Rossini raillait en entendant parler des changements, des broderies et des
platitudes que ses interprètes introduisaient dans ses opéras.
-- « Ma musique n'est pas encore faite, disait-il, on y travaille. Mais ce n'est
que le jour où il n'y restera plus rien de moi qu'elle aura acquis toute sa
valeur. »
Pendant longtemps on joua la moitié du quatrième acte de Moïse, pour servir de
lever de rideau avant un ballet. Le directeur de l'Opéra, rencontrant un jour
Rossini, l'aborde avec ces mots : « Eh bien, cher maître, nous jouons demain le
quatrième acte de votre Moïse. »
-- Bah! tout entier? réplique le maestro.

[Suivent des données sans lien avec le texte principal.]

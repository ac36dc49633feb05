//! Agent descriptors: the immutable identity of each roster member.
//!
//! The roster is a closed set of variants ([`AgentKind`]). Each variant has
//! a default name, a fixed capability set and a description the coordinator
//! shows to its reasoning client when it picks the next speaker.

use serde::{Deserialize, Serialize};
use std::collections::BTreeSet;

/// Name the coordinator uses when it speaks on the conversation.
pub const ORCHESTRATOR_NAME: &str = "Orchestrator";

/// Name used for the task message that opens every run.
pub const USER_TASK_SENDER: &str = "user";

/// Something an agent can do for the team.
#[derive(Debug, Clone, Copy, PartialEq, Eq, Hash, PartialOrd, Ord, Serialize, Deserialize)]
#[serde(rename_all = "kebab-case")]
pub enum Capability {
    Plans,
    Browses,
    ReadsFiles,
    WritesCode,
    ExecutesCode,
    HumanInput,
}

impl Capability {
    pub fn as_str(&self) -> &'static str {
        match self {
            Capability::Plans => "plans",
            Capability::Browses => "browses",
            Capability::ReadsFiles => "reads-files",
            Capability::WritesCode => "writes-code",
            Capability::ExecutesCode => "executes-code",
            Capability::HumanInput => "human-input",
        }
    }
}

impl std::fmt::Display for Capability {
    fn fmt(&self, f: &mut std::fmt::Formatter<'_>) -> std::fmt::Result {
        write!(f, "{}", self.as_str())
    }
}

/// The closed set of agent variants a roster can contain.
#[derive(Debug, Clone, Copy, PartialEq, Eq, Hash, PartialOrd, Ord, Serialize, Deserialize)]
#[serde(rename_all = "snake_case")]
pub enum AgentKind {
    FileInspector,
    WebNavigator,
    VideoInspector,
    CodeAuthor,
    CodeExecutor,
    HumanProxy,
}

impl AgentKind {
    /// Kinds every roster must contain.
    pub const REQUIRED: [AgentKind; 3] = [
        AgentKind::FileInspector,
        AgentKind::CodeAuthor,
        AgentKind::CodeExecutor,
    ];

    pub fn as_str(&self) -> &'static str {
        match self {
            AgentKind::FileInspector => "file_inspector",
            AgentKind::WebNavigator => "web_navigator",
            AgentKind::VideoInspector => "video_inspector",
            AgentKind::CodeAuthor => "code_author",
            AgentKind::CodeExecutor => "code_executor",
            AgentKind::HumanProxy => "human_proxy",
        }
    }

    /// Name the variant gets when the roster builder creates it.
    pub fn default_name(&self) -> &'static str {
        match self {
            AgentKind::FileInspector => "FileSurfer",
            AgentKind::WebNavigator => "WebSurfer",
            AgentKind::VideoInspector => "VideoSurfer",
            AgentKind::CodeAuthor => "Coder",
            AgentKind::CodeExecutor => "Executor",
            AgentKind::HumanProxy => "User",
        }
    }

    pub fn capabilities(&self) -> BTreeSet<Capability> {
        let caps: &[Capability] = match self {
            AgentKind::FileInspector => &[Capability::ReadsFiles],
            AgentKind::WebNavigator => &[Capability::Browses, Capability::ReadsFiles],
            AgentKind::VideoInspector => &[Capability::Browses],
            AgentKind::CodeAuthor => &[Capability::WritesCode, Capability::Plans],
            AgentKind::CodeExecutor => &[Capability::ExecutesCode],
            AgentKind::HumanProxy => &[Capability::HumanInput],
        };
        caps.iter().copied().collect()
    }

    pub fn default_description(&self) -> &'static str {
        match self {
            AgentKind::FileInspector => {
                "An agent that can handle local files: it lists directories, \
                 opens documents and reports their contents."
            }
            AgentKind::WebNavigator => {
                "A helpful assistant with access to a web browser. Ask it to perform \
                 web searches, open pages, and interact with content."
            }
            AgentKind::VideoInspector => {
                "An agent that can answer questions about a local video by \
                 inspecting its frames and transcript."
            }
            AgentKind::CodeAuthor => {
                "A helpful and general-purpose AI assistant with strong language, \
                 Python and Linux command-line skills. It writes code in fenced \
                 blocks for the Executor to run."
            }
            AgentKind::CodeExecutor => {
                "A computer terminal that runs code blocks from the conversation \
                 and reports exit code and output. It does not write code."
            }
            AgentKind::HumanProxy => "A human user who can answer questions and approve actions.",
        }
    }
}

impl std::fmt::Display for AgentKind {
    fn fmt(&self, f: &mut std::fmt::Formatter<'_>) -> std::fmt::Result {
        write!(f, "{}", self.as_str())
    }
}

/// Immutable identity of a roster member
#[derive(Debug, Clone, PartialEq, Eq, Serialize, Deserialize)]
pub struct AgentDescriptor {
    /// Unique within a run
    pub name: String,
    pub kind: AgentKind,
    pub capabilities: BTreeSet<Capability>,
    pub description: String,
}

impl AgentDescriptor {
    /// Descriptor with the variant's default name, capabilities and description
    pub fn for_kind(kind: AgentKind) -> Self {
        Self::named(kind.default_name(), kind)
    }

    /// Descriptor with a custom name but the variant's defaults otherwise
    pub fn named(name: impl Into<String>, kind: AgentKind) -> Self {
        Self {
            name: name.into(),
            kind,
            capabilities: kind.capabilities(),
            description: kind.default_description().to_string(),
        }
    }

    pub fn with_description(mut self, description: impl Into<String>) -> Self {
        self.description = description.into();
        self
    }

    pub fn has_capability(&self, capability: Capability) -> bool {
        self.capabilities.contains(&capability)
    }

    /// One-line summary shown to the reasoning client: `Name: description`
    pub fn team_line(&self) -> String {
        format!("{}: {}", self.name, self.description)
    }

    /// Capability list as a comma-separated string
    pub fn capability_summary(&self) -> String {
        self.capabilities
            .iter()
            .map(Capability::as_str)
            .collect::<Vec<_>>()
            .join(", ")
    }
}

#[cfg(test)]
mod tests {
    use super::*;

    #[test]
    fn test_default_names_match_roster_conventions() {
        assert_eq!(AgentKind::FileInspector.default_name(), "FileSurfer");
        assert_eq!(AgentKind::CodeAuthor.default_name(), "Coder");
        assert_eq!(AgentKind::CodeExecutor.default_name(), "Executor");
        assert_eq!(AgentKind::HumanProxy.default_name(), "User");
    }

    #[test]
    fn test_descriptor_for_kind_uses_variant_capabilities() {
        let executor = AgentDescriptor::for_kind(AgentKind::CodeExecutor);
        assert!(executor.has_capability(Capability::ExecutesCode));
        assert!(!executor.has_capability(Capability::WritesCode));
        assert_eq!(executor.capability_summary(), "executes-code");
    }

    #[test]
    fn test_team_line_format() {
        let d = AgentDescriptor::named("Helper", AgentKind::CodeAuthor).with_description("writes code");
        assert_eq!(d.team_line(), "Helper: writes code");
    }
}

Tirons le bouquet des artifices employés par les arrangeurs, en reproduisant
cette affiche de 1808, citée dans les souvenirs d'A. Adam :
THÉÂTRE DE GIVET
Aujourd'hui, pour célébrer la présence dans nos murs de notre célèbre
compatriote
M. MÉHUL
La première représentation de
UNE FOLIE
Opéra-comique en deux actes, de MM. Bouilly et Méhul.
Nota. -- Dans l'intérêt de la pièce, on a cru devoir supprimer les morceaux de
musique qui ralentissaient la marche de l'action.